Fondation Beyeler's homage to Louise Bourgeois focuses on her amazing ability to cast a spell over the viewer with her arts poetic moods, trains of association, and unique manner of visual narration. For a long period she negated the opposition, so central to modern art, between figuration and abstraction, and enriched contemporary art with a highly personal brand of objective meaning. This holds especially for the legendary Cells, two examples of which are on view, including the largest in scale, Passage dangereux (1997).
Born in Paris, Bourgeois united several epochs in her personality and biography: that of the proud and sensitive Parisian bourgeoisie, which gradually declines in the course of the first half of the 20th century and, for her, was embodied in the problematic figure of her father; her experience of Parisian modernism as an art student; the shift of the art scene from Paris to New York, in which she was materially involved after her move there in 1938; and finally, the inward and outward turmoil in the U.S. of the day, including the great movement for equal rights to which she decisively contributed.

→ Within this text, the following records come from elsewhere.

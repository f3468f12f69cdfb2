//! Route definitions for user administration.

use axum::routing::get;
use axum::Router;

use crate::handlers::users;
use crate::state::AppState;

/// ```text
/// GET    /           list_users
/// POST   /           create_user (admin only)
/// GET    /{id}       get_user
/// PUT    /{id}       update_user (admin only)
/// DELETE /{id}       delete_user (admin only)
/// ```
pub fn router() -> Router<AppState> {
    Router::new()
        .route("/", get(users::list_users).post(users::create_user))
        .route(
            "/{id}",
            get(users::get_user)
                .put(users::update_user)
                .delete(users::delete_user),
        )
}
use axum::http::StatusCode;
use axum::response::{IntoResponse, Response};
use melboard_core::error::CoreError;
use serde_json::json;

/// Application-level error type for HTTP handlers.
///
/// Wraps [`CoreError`] for domain errors and adds HTTP-specific variants.
/// Implements [`IntoResponse`] to produce consistent JSON error responses.
#[derive(Debug, thiserror::Error)]
pub enum AppError {
    /// A domain-level error from `melboard_core`.
    #[error(transparent)]
    Core(#[from] CoreError),

    /// A bad request with a human-readable message.
    #[error("Bad request: {0}")]
    BadRequest(String),

    /// An internal error with a human-readable message.
    #[error("Internal error: {0}")]
    InternalError(String),
}

/// Convenience type alias for handler return values.
pub type AppResult<T> = Result<T, AppError>;

impl IntoResponse for AppError {
    fn into_response(self) -> Response {
        let (status, code, message) = match &self {
            // --- CoreError variants ---
            AppError::Core(core) => match core {
                CoreError::NotFound { entity, id } => (
                    StatusCode::NOT_FOUND,
                    "NOT_FOUND",
                    format!("{entity} with id {id} not found"),
                ),
                CoreError::Validation(msg) => {
                    (StatusCode::BAD_REQUEST, "VALIDATION_ERROR", msg.clone())
                }
                CoreError::Conflict(msg) => (StatusCode::CONFLICT, "CONFLICT", msg.clone()),
                CoreError::Unauthorized(msg) => {
                    (StatusCode::UNAUTHORIZED, "UNAUTHORIZED", msg.clone())
                }
                CoreError::Forbidden(msg) => (StatusCode::FORBIDDEN, "FORBIDDEN", msg.clone()),
                CoreError::Internal(msg) => {
                    tracing::error!(error = %msg, "Internal core error");
                    (
                        StatusCode::INTERNAL_SERVER_ERROR,
                        "INTERNAL_ERROR",
                        "An internal error occurred".to_string(),
                    )
                }
            },

            // --- HTTP-specific errors ---
            AppError::BadRequest(msg) => (StatusCode::BAD_REQUEST, "BAD_REQUEST", msg.clone()),
            AppError::InternalError(msg) => {
                tracing::error!(error = %msg, "Internal error");
                (
                    StatusCode::INTERNAL_SERVER_ERROR,
                    "INTERNAL_ERROR",
                    "An internal error occurred".to_string(),
                )
            }
        };

        let body = json!({
            "error": message,
            "code": code,
        });

        (status, axum::Json(body)).into_response()
    }
}
//! Fixture-backed in-memory data layer.
//!
//! The store simulates a remote data service: entities live in shared
//! in-memory arrays seeded from embedded JSON fixtures, and every
//! repository call passes through a configurable artificial-latency gate.
//! There is no persistence and no transactions; concurrent writers are
//! serialized per entity by the store's locks and otherwise last-write-wins.

pub mod fixtures;
pub mod models;
pub mod repositories;
mod store;

pub use store::{LatencyProfile, Store};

All of these lines of development and diverse experiences combined to shape her personality. This is the sense in which the key work in the exhibition, À linfini, should be understood fourteen etchings each of which features two converging lines. The basic form of this impressive and moving work derives from the type of cloth that consists of at least two threads and can be infinitely reproduced and varied. Seen in this light, history, too, might be understood as a tissue spun from threads of memory. The symbol Bourgeois found for spinning filaments and eternal renewal was the spider, which she associated with her mother.
As an exhibition highlight, Fondation Beyeler is presenting the both threatening and fascinating monumental sculpture of a spider, titled Maman (1999, bronze, 927.1 x 891.5 x 1023.6 cm.), a key work for the understanding of her art. After a tour through the cities of Bern, Zurich and Geneva, Maman is now on view for the duration of the exhibition in Berower Park of the Fondation Beyeler in Riehen / Basel.
The exhibition was conceived together with Louise Bourgeois (d. May 31, 2010) and curated by Ulf Küster, curator at the Fondation Beyeler, in cooperation with the Louise Bourgeois Studio, New York.
In October 2011 a book on the exhibition by Ulf Küster, Louise Bourgeois, will be published in the series Kunst zum Lesen by Hatje Cantz Verlag, Ostfildern. German and English edition, 144 pp., c. 21 illus., 15 in color, CHF 24.90, ISBN 978-3-7757-3227-7.